Vincent Beltran uses a microfading tester on a tapestry from the Getty Museum’s collection

Staff members of the Getty Conservation Institute (GCI) come from a great variety of disciplines. Chemists, architects, biologists, engineers, and other specialists lend their expertise to advance conservation of the world’s cultural heritage. Just as diverse as the staff’s backgrounds are the types of tools they use to aid the Conservation Institute’s conservation efforts.

The Getty Museum and the Getty Research Institute hold countless artworks worthy of display. However, due to the nature of the materials comprising many of these works, prolonged exposure to intense lighting conditions in galleries can lead to deterioration, including perceptible fading in color. Vincent Beltran, an assistant scientist at the Conservation Institute, works on preventive conservation projects, such as the Managing Collection Environments Initiative, which is studying how art objects respond to environmental conditions in museums, libraries, archives, and other repositories.

In order to measure color changes in light-sensitive works of art, Vincent performs what’s called microfadeometry.

Microfadeometry setup in a Getty Museum gallery displaying 18th-century tapestries

Microfadeometry setup in a Getty Museum gallery displaying 18th-century tapestries

What Does the Tool Do?

A microfading tester focuses a tiny spot of very intense light on the artwork, instigating that spot to fade in color.
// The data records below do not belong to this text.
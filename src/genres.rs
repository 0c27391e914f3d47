//! Genre bucket classification.
//!
//! Spotify reports free-text genre tags per artist ("australian garage punk",
//! "k-pop boy group", ...). For a readable distribution chart those tags are
//! collapsed into a small fixed vocabulary of display buckets. The mapping
//! tables here are a versioned behavioral contract: changing an entry or the
//! order of the substring rules changes the produced distributions.

use std::collections::HashMap;

use once_cell::sync::Lazy;

/// Exact-match table from a lower-cased genre tag to its major bucket.
///
/// Consulted before any substring matching, so entries here win over the
/// generic rules in [`PRIORITY_RULES`] (e.g. "indie folk" maps to "Folk"
/// even though the tag contains "indie").
const GENRE_BUCKET_MAP: &[(&str, &str)] = &[
    // Pop
    ("pop", "Pop"),
    ("k-pop", "Pop"),
    ("j-pop", "Pop"),
    ("synthpop", "Pop"),
    ("indie pop", "Pop"),
    ("dance pop", "Pop"),
    ("electropop", "Pop"),
    ("bedroom pop", "Pop"),
    ("art pop", "Pop"),
    ("power pop", "Pop"),
    // Rock
    ("rock", "Rock"),
    ("indie rock", "Rock"),
    ("alternative rock", "Rock"),
    ("punk rock", "Rock"),
    ("hard rock", "Rock"),
    ("soft rock", "Rock"),
    ("classic rock", "Rock"),
    ("progressive rock", "Rock"),
    ("psychedelic rock", "Rock"),
    ("garage rock", "Rock"),
    ("folk rock", "Rock"),
    ("punk", "Rock"),
    ("metal", "Metal"),
    ("heavy metal", "Metal"),
    ("death metal", "Metal"),
    ("black metal", "Metal"),
    // Electronic
    ("electronic", "Electronic"),
    ("house", "Electronic"),
    ("techno", "Electronic"),
    ("trance", "Electronic"),
    ("drum and bass", "Electronic"),
    ("dnb", "Electronic"),
    ("dubstep", "Electronic"),
    ("edm", "Electronic"),
    ("ambient", "Electronic"),
    ("downtempo", "Electronic"),
    ("chillwave", "Electronic"),
    ("synthwave", "Electronic"),
    ("vaporwave", "Electronic"),
    ("future bass", "Electronic"),
    // Trap sits closer to hip-hop than to EDM
    ("trap", "Hip-Hop"),
    // Hip-Hop
    ("hip hop", "Hip-Hop"),
    ("hip-hop", "Hip-Hop"),
    ("rap", "Hip-Hop"),
    ("gangsta rap", "Hip-Hop"),
    ("conscious hip hop", "Hip-Hop"),
    ("old school hip hop", "Hip-Hop"),
    // R&B
    ("r&b", "R&B"),
    ("rhythm and blues", "R&B"),
    ("neo soul", "R&B"),
    ("contemporary r&b", "R&B"),
    ("alternative r&b", "R&B"),
    ("soul", "R&B"),
    // Jazz
    ("jazz", "Jazz"),
    ("smooth jazz", "Jazz"),
    ("jazz fusion", "Jazz"),
    ("bebop", "Jazz"),
    ("swing", "Jazz"),
    // Folk / Indie
    ("folk", "Folk"),
    ("indie", "Indie"),
    ("indie folk", "Folk"),
    ("americana", "Folk"),
    ("singer-songwriter", "Folk"),
    ("acoustic", "Folk"),
    // Everything else
    ("country", "Country"),
    ("blues", "Blues"),
    ("reggae", "Reggae"),
    ("classical", "Classical"),
    ("lo-fi", "Lo-Fi"),
    ("lofi", "Lo-Fi"),
    ("chill", "Chill"),
    ("alternative", "Alternative"),
    ("latin", "Latin"),
    ("world", "World Music"),
    ("funk", "Funk"),
    ("disco", "Disco"),
];

/// Substring rules applied when no exact match exists, first match wins.
///
/// The order encodes precedence: specific multi-word genres come before the
/// generic single-word catch-alls at the end, so "indie rock" resolves to
/// "Rock" via its specific rule instead of falling through to "indie".
/// Do not reorder or deduplicate.
const PRIORITY_RULES: &[(&str, &str)] = &[
    // Specific electronic styles
    ("house", "Electronic"),
    ("techno", "Electronic"),
    ("trance", "Electronic"),
    ("dubstep", "Electronic"),
    ("drum and bass", "Electronic"),
    ("dnb", "Electronic"),
    // Specific rock styles
    ("indie rock", "Rock"),
    ("alternative rock", "Rock"),
    ("punk rock", "Rock"),
    ("hard rock", "Rock"),
    ("metal", "Metal"),
    // Specific pop styles
    ("k-pop", "Pop"),
    ("j-pop", "Pop"),
    ("dance pop", "Pop"),
    ("indie pop", "Pop"),
    // Hip-Hop
    ("hip hop", "Hip-Hop"),
    ("hip-hop", "Hip-Hop"),
    ("rap", "Hip-Hop"),
    // R&B
    ("r&b", "R&B"),
    ("soul", "R&B"),
    ("neo soul", "R&B"),
    // Other specific styles
    ("indie folk", "Folk"),
    ("folk rock", "Rock"),
    ("jazz fusion", "Jazz"),
    ("smooth jazz", "Jazz"),
    ("country rock", "Country"),
    ("blues rock", "Blues"),
    // Generic catch-alls, checked last
    ("electronic", "Electronic"),
    ("pop", "Pop"),
    ("rock", "Rock"),
    ("indie", "Indie"),
    ("folk", "Folk"),
    ("jazz", "Jazz"),
    ("blues", "Blues"),
    ("country", "Country"),
    ("classical", "Classical"),
    ("latin", "Latin"),
    ("reggae", "Reggae"),
    ("alternative", "Alternative"),
    ("chill", "Chill"),
    ("lo-fi", "Lo-Fi"),
    ("lofi", "Lo-Fi"),
    ("ambient", "Electronic"),
    ("funk", "Funk"),
    ("disco", "Disco"),
];

static EXACT_LOOKUP: Lazy<HashMap<&'static str, &'static str>> =
    Lazy::new(|| GENRE_BUCKET_MAP.iter().copied().collect());

/// Maps a raw genre tag to its display bucket.
///
/// Matching happens in strict order:
/// 1. The empty string maps to `"Unknown"`.
/// 2. Exact lookup of the lower-cased, trimmed tag in [`GENRE_BUCKET_MAP`].
/// 3. First matching substring rule from [`PRIORITY_RULES`].
/// 4. Fallback: tags of at most 15 characters are returned title-cased so
///    niche genres keep their own label; longer unmatched tags collapse
///    into `"Other"`.
///
/// # Example
///
/// ```
/// assert_eq!(classify("Indie Rock"), "Rock");
/// assert_eq!(classify("shoegaze"), "Shoegaze");
/// ```
pub fn classify(genre: &str) -> String {
    if genre.is_empty() {
        return "Unknown".to_string();
    }

    let lowered = genre.to_lowercase();
    let lowered = lowered.trim();

    if let Some(bucket) = EXACT_LOOKUP.get(lowered) {
        return (*bucket).to_string();
    }

    for (keyword, bucket) in PRIORITY_RULES {
        if lowered.contains(keyword) {
            return (*bucket).to_string();
        }
    }

    if genre.chars().count() <= 15 {
        title_case(genre)
    } else {
        "Other".to_string()
    }
}

/// Title-cases a string: a letter is uppercased when it does not follow
/// another letter and lowercased otherwise, so "post-rock" becomes
/// "Post-Rock" and "r&b" becomes "R&B".
fn title_case(input: &str) -> String {
    let mut out = String::with_capacity(input.len());
    let mut prev_was_letter = false;

    for c in input.chars() {
        if c.is_alphabetic() {
            if prev_was_letter {
                out.extend(c.to_lowercase());
            } else {
                out.extend(c.to_uppercase());
            }
            prev_was_letter = true;
        } else {
            out.push(c);
            prev_was_letter = false;
        }
    }

    out
}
At the same time, the instrument continuously records the change in color over the tested period of time.

Although microfadeometry is technically a destructive technique, the faded spot is less than half of a millimeter wide, practically invisible to the naked eye. Moreover, says Vincent, “because we monitor the color change simultaneously, we can stop the run once it exceeds a certain threshold so that it is not visible to the viewer.”

The accelerated fading results are then compared to the Blue Wool standards, a series of wool materials dyed with different colorants whose fading rates under museum levels of illumination are well known. Vincent uses these standards to interpret the microfading results and to predict how colors in the tested artwork will fade in gallery conditions over a long period of time.

A close look at the beam of light emitted by the microfading tester

A close look at the beam of light emitted by the microfading tester

How Does it Advance Conservation Practice?

By knowing whether and how an artwork is likely to fade, Vincent can recommend appropriate lighting conditions to the displaying institution to preserve their collections for the future.

Exposure to light is only one of the many environmental factors that can result in changes in the artwork, however. Vincent also takes a look at how temperature, humidity, exposure to oxygen, and many more variables in the ambient environment can affect works of art. Furthermore, he measures changes in not only color but also surface appearance, such as the gloss of a photograph.

In order to make sense of this huge amount of data, Vincent performs multivariate analysis (MVA). “Rather than one-by-one comparisons, the easier thing to do is put it in a statistical package that takes a look at all the different correlations and group the relevant variables on newly defined factors,” he explains. “Basically, we are trying to reduce the number of variables so it’s easy to see the correlations.”

Vincent is currently working with colleagues at the Getty Museum to assess the light sensitivity of tapestries hanging in the galleries. Aside from studying works of art, he also analyzes the vulnerability of artist’s materials, both current items in the market and historical collections of colorants.